Los partidos políticos sin excepción enfatizan que vivimos en democracia. Poco importa que quienes se autoproclaman de izquierdas tilden al rival de fachas, fascistas, dictadores, deslegitimando -al tiempo- el régimen cacareado. Quizás estimen que existe democracia únicamente cuando gobiernan ellos, lo cual implica una dictadura de hecho. La coherencia no es su fuerte. Ni coherencia ni humildad para reconocer que no conforman el orbe social y político; que los demás no son escoria obstructiva dispuesta a domeñar al individuo. Tal recurso constituye una corrupción sibilina que quiere atenazar voluntades indigentes. Proyectan interrumpir la alternancia, por tanto asfixiar el sistema de libertades. Ignoro si un toque de aldaba sobra para convencer al personal.
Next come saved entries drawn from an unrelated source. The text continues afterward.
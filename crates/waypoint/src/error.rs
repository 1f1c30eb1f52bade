//! Error types shared by the router, the page manager and page state.

use std::sync::Arc;

use thiserror::Error;
use waypoint_router::RouteError;

use crate::page_manager::PagePhase;

/// An error that travels with a response and into error-page params.
pub type SharedError = Arc<anyhow::Error>;

/// A failure that carries an HTTP-style status.
///
/// Controllers return these from `load`/`update` to steer the router:
/// 4xx recovers to the not-found page, 3xx follows `url`, anything else
/// lands on the error page.
#[derive(Debug, Clone, Error)]
#[error("{message}")]
pub struct NavigationError {
    message: String,
    status: u16,
    url: Option<String>,
    path: Option<String>,
}

impl NavigationError {
    pub fn new(message: impl Into<String>, status: u16) -> Self {
        Self {
            message: message.into(),
            status,
            url: None,
            path: None,
        }
    }

    /// The 404 raised when no route matches `path`
    pub fn not_found(path: impl Into<String>) -> Self {
        let path = path.into();
        Self {
            message: format!("route for path `{}` is not configured", path),
            status: 404,
            url: None,
            path: Some(path),
        }
    }

    /// Ask the router to redirect to `url` with a 3xx `status`
    pub fn redirect(url: impl Into<String>, status: u16) -> Self {
        let url = url.into();
        Self {
            message: format!("redirect to {}", url),
            status,
            url: Some(url),
            path: None,
        }
    }

    pub fn with_path(mut self, path: impl Into<String>) -> Self {
        self.path = Some(path.into());
        self
    }

    pub fn message(&self) -> &str {
        &self.message
    }

    pub fn status(&self) -> u16 {
        self.status
    }

    pub fn url(&self) -> Option<&str> {
        self.url.as_deref()
    }

    pub fn path(&self) -> Option<&str> {
        self.path.as_deref()
    }
}

/// Status attached to `error`, if it is (or wraps) a [`NavigationError`].
pub fn status_of(error: &anyhow::Error) -> Option<u16> {
    error.downcast_ref::<NavigationError>().map(NavigationError::status)
}

#[derive(Debug, Error)]
pub enum RouterError {
    #[error(transparent)]
    Route(#[from] RouteError),

    #[error("no route named `{0}`")]
    UnknownRoute(String),

    #[error("the `{0}` route is not configured")]
    UnconfiguredErrorRoute(&'static str),

    #[error("no route matches path `{0}`")]
    NoRouteForPath(String),

    #[error("redirect loop detected while following `{url}` ({limit} redirects)")]
    RedirectLoop { url: String, limit: usize },
}

#[derive(Debug, Clone, PartialEq, Eq, Error)]
pub enum StateError {
    #[error("state keys {keys:?} are not allowed here (allowed: {allowed:?})")]
    UnauthorizedKeys {
        keys: Vec<String>,
        allowed: Vec<String>,
    },

    #[error("no state transaction in progress")]
    TransactionNotStarted,
}

#[derive(Debug, Clone, PartialEq, Eq, Error)]
pub enum PageFactoryError {
    #[error("no {kind} registered as `{reference}`")]
    Unresolved {
        kind: &'static str,
        reference: String,
    },

    #[error("`{reference}` does not construct a {kind}")]
    NotAConstructor {
        kind: &'static str,
        reference: String,
    },
}

#[derive(Debug, Clone, PartialEq, Eq, Error)]
pub enum LifecycleError {
    #[error("page cannot move from {from:?} to {to:?}")]
    InvalidTransition { from: PagePhase, to: PagePhase },

    #[error("no page is currently managed")]
    NoManagedPage,
}
// Waypoint - navigation and page lifecycle for isomorphic web applications
// Routes resolve to controller + view pairs; the page manager mounts,
// updates and tears them down, and renders through a server or client renderer.

pub mod config;
pub mod controller;
pub mod dictionary;
pub mod dispatcher;
pub mod error;
pub mod factory;
pub mod handler;
pub mod meta;
pub mod navigation;
pub mod options;
pub mod page_manager;
pub mod page_ref;
pub mod platform;
pub mod renderer;
pub mod resources;
pub mod response;
pub mod router;
pub mod services;
pub mod state;

// Re-export the route compiler
pub use waypoint_router::{self as routes, Route, RouteParams, RouteTable};

// Re-export Maud for views
pub use maud::{html, Markup, PreEscaped, DOCTYPE};

pub use config::{Config, PageConfig, RouterConfig, ValidationMode};
pub use controller::{Controller, DecoratedController, Extension, PageContext};
pub use dictionary::Dictionary;
pub use dispatcher::{Dispatcher, EventDispatcher, RouteEventData, RouterEvent};
pub use error::{
    LifecycleError, NavigationError, PageFactoryError, RouterError, SharedError, StateError,
};
pub use factory::{PageFactory, RegistryPageFactory};
pub use handler::{PageHandler, PageSummary, ScrollHistoryHandler};
pub use meta::MetaManager;
pub use navigation::NavigationAction;
pub use options::{OnlyUpdate, RouteOptions, RouteOverrides};
pub use page_manager::{PageManager, PagePhase, PageRequest};
pub use page_ref::PageRef;
pub use platform::{HistoryPlatform, Platform, PlatformKind, ServerPlatform};
pub use renderer::{
    ClientPageRenderer, DocumentView, PageRenderer, RenderedPage, RootView, ServerPageRenderer,
    View, ViewRegistry,
};
pub use resources::{PageResources, Resource};
pub use response::RouteResponse;
pub use router::{Links, PageRoute, PageTarget, Router, ERROR_ROUTE, NOT_FOUND_ROUTE};
pub use services::PageServices;
pub use state::{patch, PageState, PageStateManager, State, StateHandle};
Hechos y respuestas, bendita candidez, sugieren que sí.
Quienes -inmersos en un empleo donde domina la corrupción económica, institucional o social- sacrifican a traición la democracia, quieren ocultar su terrible crimen agitando brillantes lentejuelas, abalorios doctrinales, para cegar la mente ciudadana. Persiguen hacerla incapaz de discriminar lo real de lo aparente. Son manejos rentables porque atrapan a una mayoría. Algunos somos refractarios a ese cínico quehacer. Abandonamos hace tiempo toda atadura intelectual hacia ellos. Arrancamos ese sentimiento emotivo, acrítico, que nos subyugaba a su antojo. Desterramos a poco el magnetismo del que éramos prisioneros. Ahora clamamos identificándonos con la libertad: “Encanta escuchar la mentira cuando sabemos toda la verdad”.